CSRS retirement


Q: I was a civil service employee with DHUD from 1969 to 1978. I withdrew retirement funds at that time and have contributed to Social Security since then. I am 64 and am considering going back to work for a government agency with civil service retirement. Can I buy back into civil service retirement and, if so, how long would I have to work and contribute to CSRS to be eligible to retire with civil service retirement?

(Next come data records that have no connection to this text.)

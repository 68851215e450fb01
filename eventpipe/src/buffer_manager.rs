//! Per-session buffer budget and the merge-reader that turns N per-thread
//! buffer streams into one timestamp-ordered sequence (§4.6).
//!
//! Allocation is a bounded CAS loop against a byte budget shared by every
//! thread writing into this session; reading is a lazily-grown min-heap
//! keyed by each tracked thread's next event timestamp, exactly mirroring
//! an external k-way merge over already-sorted-per-thread runs.

use std::cmp::Reverse;
use std::collections::{BinaryHeap, HashMap, HashSet, VecDeque};
use std::sync::atomic::{AtomicU64, AtomicUsize, Ordering};
use std::sync::{Arc, Condvar, Mutex};
use std::time::Duration;

use eventpipe_wire::GuardLevel;
use log::{debug, warn};

use crate::buffer::{Buffer, EventRecordView};
use crate::clock;
use crate::provider::Event;
use crate::thread_registry::ThreadSessionState;

pub const MIN_BUDGET: usize = 100 * 1024;
pub const MAX_BUDGET: usize = 4 * 1024 * 1024 * 1024;
pub const MIN_SEQUENCE_POINT_BUDGET: usize = 1024 * 1024;
pub const MAX_SEQUENCE_POINT_BUDGET: usize = 1024 * 1024 * 1024;
pub const OVERSIZED_PAYLOAD_THRESHOLD: usize = 64 * 1024;
const MAX_SINGLE_BUFFER: usize = 1024 * 1024;
const GROWTH_INTERVAL_NANOS: i64 = 100_000_000;

pub fn clamp_budget(requested: usize) -> usize {
    requested.clamp(MIN_BUDGET, MAX_BUDGET)
}

pub fn clamp_sequence_point_budget(requested: usize) -> usize {
    if requested == 0 {
        0
    } else {
        requested.clamp(MIN_SEQUENCE_POINT_BUDGET, MAX_SEQUENCE_POINT_BUDGET)
    }
}

/// A snapshot of every tracked thread's sequence number at one instant,
/// used by the reader to bound how far events can still be reordered
/// (§4.6.5). 32-bit wraparound reconciliation across snapshots is left as
/// an open question, matching the source algorithm this was modeled on.
pub struct SequencePoint {
    pub timestamp: i64,
    pub thread_sequence_numbers: HashMap<u64, u64>,
}

#[derive(Clone, Copy, PartialEq, Eq)]
struct HeapEntry {
    timestamp: i64,
    os_tid: u64,
}

impl Ord for HeapEntry {
    fn cmp(&self, other: &Self) -> std::cmp::Ordering {
        self.timestamp.cmp(&other.timestamp).then(self.os_tid.cmp(&other.os_tid))
    }
}

impl PartialOrd for HeapEntry {
    fn partial_cmp(&self, other: &Self) -> Option<std::cmp::Ordering> {
        Some(self.cmp(other))
    }
}

struct Inner {
    thread_states: Vec<Arc<ThreadSessionState>>,
    tracked: HashSet<u64>,
    heap: BinaryHeap<Reverse<HeapEntry>>,
    last_heap_growth: i64,
    sequence_points: VecDeque<SequencePoint>,
    sequence_point_bytes: usize,
    bytes_since_sequence_point: usize,
}

/// Wakes the session's streaming thread when fresh data becomes
/// drainable, without making every write take a heavyweight lock: a
/// buffer retirement calls `notify`, the streaming thread normally just
/// times out and polls anyway.
pub struct WaitEvent {
    ready: Mutex<bool>,
    cv: Condvar,
}

impl WaitEvent {
    pub fn new() -> Self {
        WaitEvent {
            ready: Mutex::new(false),
            cv: Condvar::new(),
        }
    }

    pub fn notify(&self) {
        *self.ready.lock().unwrap() = true;
        self.cv.notify_all();
    }

    pub fn wait_timeout(&self, dur: Duration) {
        let guard = self.ready.lock().unwrap();
        let (mut guard, _) = self.cv.wait_timeout_while(guard, dur, |ready| !*ready).unwrap();
        *guard = false;
    }
}

impl Default for WaitEvent {
    fn default() -> Self {
        Self::new()
    }
}

pub struct BufferManager {
    pub budget: usize,
    pub sequence_point_budget: usize,
    pub guard_level: GuardLevel,
    size_of_all_buffers: AtomicUsize,
    num_oversized_events_dropped: AtomicU64,
    num_events_written: AtomicU64,
    inner: Mutex<Inner>,
    pub wait: WaitEvent,
}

A: If you returned to work for the government, you would be placed in CSRS Offset (CSRS and Social Security) with the option of transferring to FERS. On your return, you would get credit for those prior years of service in determining your total service and could redeposit the money you were refunded, plus accrued interest, to get credit for it in your annuity computation. As a CSRS Offset employee, you would have to be employed for one year before you’d be eligible to retire. There isn’t any time limit on FERS employees. As a CSRS offset employee, your CSRS annuity would be offset by the amount of Social Security benefit you earned while covered by CSRS Offset. The end result would be the same; the money would simply come from two different places. Note: Going back to work for the government solely for the purpose of becoming eligible to receive an annuity could be seen as deceitful. Your new employer would have had to go through a series of hoops to get you on board only to find you jumping ship without having repaid him for his efforts through honest work.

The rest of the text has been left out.